→ **WHAT NEEDS TO BE DONE**
Copy every line below where the string "RwSignal" is found.

BEGIN DATA FOR REVIEW

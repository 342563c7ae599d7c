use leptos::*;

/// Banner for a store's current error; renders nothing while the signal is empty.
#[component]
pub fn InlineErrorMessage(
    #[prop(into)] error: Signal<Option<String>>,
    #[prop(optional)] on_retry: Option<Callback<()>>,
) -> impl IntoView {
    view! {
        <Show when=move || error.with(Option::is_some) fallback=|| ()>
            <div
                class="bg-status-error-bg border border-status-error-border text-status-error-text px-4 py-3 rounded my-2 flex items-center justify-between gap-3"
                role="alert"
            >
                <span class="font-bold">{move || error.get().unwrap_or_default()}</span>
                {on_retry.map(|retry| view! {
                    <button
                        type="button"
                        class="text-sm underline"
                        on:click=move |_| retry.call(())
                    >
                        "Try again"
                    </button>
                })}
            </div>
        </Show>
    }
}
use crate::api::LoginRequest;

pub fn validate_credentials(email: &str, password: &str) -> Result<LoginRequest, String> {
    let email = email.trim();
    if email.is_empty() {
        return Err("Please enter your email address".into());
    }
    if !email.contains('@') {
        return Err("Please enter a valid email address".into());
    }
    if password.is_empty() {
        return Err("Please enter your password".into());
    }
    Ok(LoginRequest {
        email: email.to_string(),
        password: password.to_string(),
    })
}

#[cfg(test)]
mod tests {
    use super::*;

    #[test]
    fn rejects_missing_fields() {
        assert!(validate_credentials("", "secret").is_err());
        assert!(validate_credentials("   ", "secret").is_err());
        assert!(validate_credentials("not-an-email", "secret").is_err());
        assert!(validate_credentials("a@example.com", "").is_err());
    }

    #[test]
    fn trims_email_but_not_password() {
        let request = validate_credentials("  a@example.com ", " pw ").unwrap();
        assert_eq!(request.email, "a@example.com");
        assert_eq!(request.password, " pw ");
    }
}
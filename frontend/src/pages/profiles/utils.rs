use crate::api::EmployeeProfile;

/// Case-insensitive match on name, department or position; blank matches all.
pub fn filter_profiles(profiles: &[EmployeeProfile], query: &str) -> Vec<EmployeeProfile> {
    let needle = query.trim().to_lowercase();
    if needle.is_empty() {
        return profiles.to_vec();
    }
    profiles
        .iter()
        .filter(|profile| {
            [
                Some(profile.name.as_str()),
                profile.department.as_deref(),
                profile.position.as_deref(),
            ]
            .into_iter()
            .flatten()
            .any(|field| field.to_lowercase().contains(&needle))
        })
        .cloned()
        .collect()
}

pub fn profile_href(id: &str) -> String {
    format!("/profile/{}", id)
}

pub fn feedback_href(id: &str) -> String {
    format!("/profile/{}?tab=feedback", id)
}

END DATA FOR REVIEW
BEGIN DATA FOR REVIEW

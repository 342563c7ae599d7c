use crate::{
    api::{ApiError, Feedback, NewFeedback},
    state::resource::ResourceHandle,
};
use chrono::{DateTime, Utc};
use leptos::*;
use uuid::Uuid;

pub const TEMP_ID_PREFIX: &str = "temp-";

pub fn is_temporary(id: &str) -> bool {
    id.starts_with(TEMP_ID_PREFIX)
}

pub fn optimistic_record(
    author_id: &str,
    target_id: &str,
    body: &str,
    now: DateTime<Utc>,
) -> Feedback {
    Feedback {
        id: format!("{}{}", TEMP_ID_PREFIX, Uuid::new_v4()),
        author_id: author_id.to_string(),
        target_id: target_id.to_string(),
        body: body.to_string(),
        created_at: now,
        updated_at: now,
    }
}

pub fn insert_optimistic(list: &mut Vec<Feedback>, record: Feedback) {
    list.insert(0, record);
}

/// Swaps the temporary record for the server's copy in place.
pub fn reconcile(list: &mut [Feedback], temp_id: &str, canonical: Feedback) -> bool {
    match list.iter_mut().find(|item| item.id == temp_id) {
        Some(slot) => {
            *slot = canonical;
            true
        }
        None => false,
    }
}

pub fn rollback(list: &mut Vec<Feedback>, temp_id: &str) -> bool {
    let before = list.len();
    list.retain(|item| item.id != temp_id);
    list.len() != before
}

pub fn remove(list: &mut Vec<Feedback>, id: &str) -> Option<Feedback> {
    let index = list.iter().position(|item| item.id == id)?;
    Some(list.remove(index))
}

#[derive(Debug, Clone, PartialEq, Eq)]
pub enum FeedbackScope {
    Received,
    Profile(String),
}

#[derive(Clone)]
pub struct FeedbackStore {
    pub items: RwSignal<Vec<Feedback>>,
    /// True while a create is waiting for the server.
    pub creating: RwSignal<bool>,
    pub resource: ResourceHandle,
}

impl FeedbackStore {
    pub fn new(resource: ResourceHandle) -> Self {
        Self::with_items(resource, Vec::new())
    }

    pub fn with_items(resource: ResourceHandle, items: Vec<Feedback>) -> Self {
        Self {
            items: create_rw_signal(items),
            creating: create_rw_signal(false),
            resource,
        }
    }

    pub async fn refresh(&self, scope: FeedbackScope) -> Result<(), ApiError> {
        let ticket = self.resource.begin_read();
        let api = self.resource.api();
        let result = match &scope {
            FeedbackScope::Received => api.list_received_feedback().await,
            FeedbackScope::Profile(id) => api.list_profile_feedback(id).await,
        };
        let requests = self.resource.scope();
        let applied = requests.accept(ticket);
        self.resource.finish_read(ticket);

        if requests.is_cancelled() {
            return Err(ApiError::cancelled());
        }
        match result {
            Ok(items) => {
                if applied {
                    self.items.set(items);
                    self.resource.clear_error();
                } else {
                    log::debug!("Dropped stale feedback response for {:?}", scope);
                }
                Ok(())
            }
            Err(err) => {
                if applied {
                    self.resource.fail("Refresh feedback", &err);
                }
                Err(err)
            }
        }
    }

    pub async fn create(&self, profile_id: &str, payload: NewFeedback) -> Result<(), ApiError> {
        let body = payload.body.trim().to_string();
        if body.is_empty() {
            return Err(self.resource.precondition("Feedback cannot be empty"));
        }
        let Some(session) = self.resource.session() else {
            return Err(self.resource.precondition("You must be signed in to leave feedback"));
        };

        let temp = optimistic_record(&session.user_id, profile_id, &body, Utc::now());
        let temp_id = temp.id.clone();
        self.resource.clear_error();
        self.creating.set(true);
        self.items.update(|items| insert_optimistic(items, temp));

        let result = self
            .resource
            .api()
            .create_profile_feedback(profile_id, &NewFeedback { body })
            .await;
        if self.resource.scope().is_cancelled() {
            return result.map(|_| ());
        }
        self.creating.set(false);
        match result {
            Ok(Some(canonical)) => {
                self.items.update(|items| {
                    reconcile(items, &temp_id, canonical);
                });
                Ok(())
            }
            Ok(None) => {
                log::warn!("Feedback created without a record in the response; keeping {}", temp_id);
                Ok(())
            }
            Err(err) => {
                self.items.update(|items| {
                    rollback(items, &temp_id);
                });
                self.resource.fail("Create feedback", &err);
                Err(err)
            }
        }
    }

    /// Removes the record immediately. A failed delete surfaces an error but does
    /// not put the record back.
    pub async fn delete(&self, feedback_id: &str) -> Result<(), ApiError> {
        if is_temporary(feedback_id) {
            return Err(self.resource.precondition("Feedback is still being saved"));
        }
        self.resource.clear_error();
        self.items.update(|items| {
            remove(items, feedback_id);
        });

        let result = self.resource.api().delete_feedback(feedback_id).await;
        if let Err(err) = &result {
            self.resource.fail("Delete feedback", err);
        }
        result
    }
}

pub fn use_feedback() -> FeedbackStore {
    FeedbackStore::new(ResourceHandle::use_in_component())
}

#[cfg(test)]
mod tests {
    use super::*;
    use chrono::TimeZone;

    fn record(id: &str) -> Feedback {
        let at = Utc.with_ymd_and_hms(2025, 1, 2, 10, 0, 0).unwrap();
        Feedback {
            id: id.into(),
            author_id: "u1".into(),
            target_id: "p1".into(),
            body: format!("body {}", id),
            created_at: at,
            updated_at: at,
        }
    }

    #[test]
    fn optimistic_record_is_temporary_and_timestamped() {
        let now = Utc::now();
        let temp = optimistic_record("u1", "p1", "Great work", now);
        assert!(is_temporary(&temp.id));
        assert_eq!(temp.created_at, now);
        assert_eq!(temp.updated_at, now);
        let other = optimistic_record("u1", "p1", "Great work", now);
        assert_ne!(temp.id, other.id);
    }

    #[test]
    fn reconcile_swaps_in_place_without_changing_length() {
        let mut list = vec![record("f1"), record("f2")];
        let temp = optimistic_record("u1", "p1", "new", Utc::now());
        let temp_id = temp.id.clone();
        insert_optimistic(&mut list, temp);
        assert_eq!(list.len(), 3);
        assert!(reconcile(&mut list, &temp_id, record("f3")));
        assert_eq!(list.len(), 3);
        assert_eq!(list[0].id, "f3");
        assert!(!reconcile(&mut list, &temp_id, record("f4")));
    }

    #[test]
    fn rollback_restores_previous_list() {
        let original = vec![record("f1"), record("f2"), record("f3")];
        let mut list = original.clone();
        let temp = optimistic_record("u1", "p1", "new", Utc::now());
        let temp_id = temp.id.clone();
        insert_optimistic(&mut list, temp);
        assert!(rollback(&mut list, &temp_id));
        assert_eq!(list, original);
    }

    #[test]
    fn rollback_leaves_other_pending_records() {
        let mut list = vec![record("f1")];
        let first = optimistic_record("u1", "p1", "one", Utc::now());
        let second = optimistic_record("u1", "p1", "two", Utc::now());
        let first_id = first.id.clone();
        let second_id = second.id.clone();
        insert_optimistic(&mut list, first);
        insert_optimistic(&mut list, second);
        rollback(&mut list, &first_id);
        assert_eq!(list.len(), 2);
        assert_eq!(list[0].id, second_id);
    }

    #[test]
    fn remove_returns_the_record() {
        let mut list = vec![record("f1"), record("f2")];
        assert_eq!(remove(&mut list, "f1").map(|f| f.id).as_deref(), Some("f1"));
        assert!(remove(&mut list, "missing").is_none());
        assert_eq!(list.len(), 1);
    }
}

END DATA FOR REVIEW

→ **TASK OUTPUT**
    pub items: RwSignal<Vec<Feedback>>,
    pub creating: RwSignal<bool>,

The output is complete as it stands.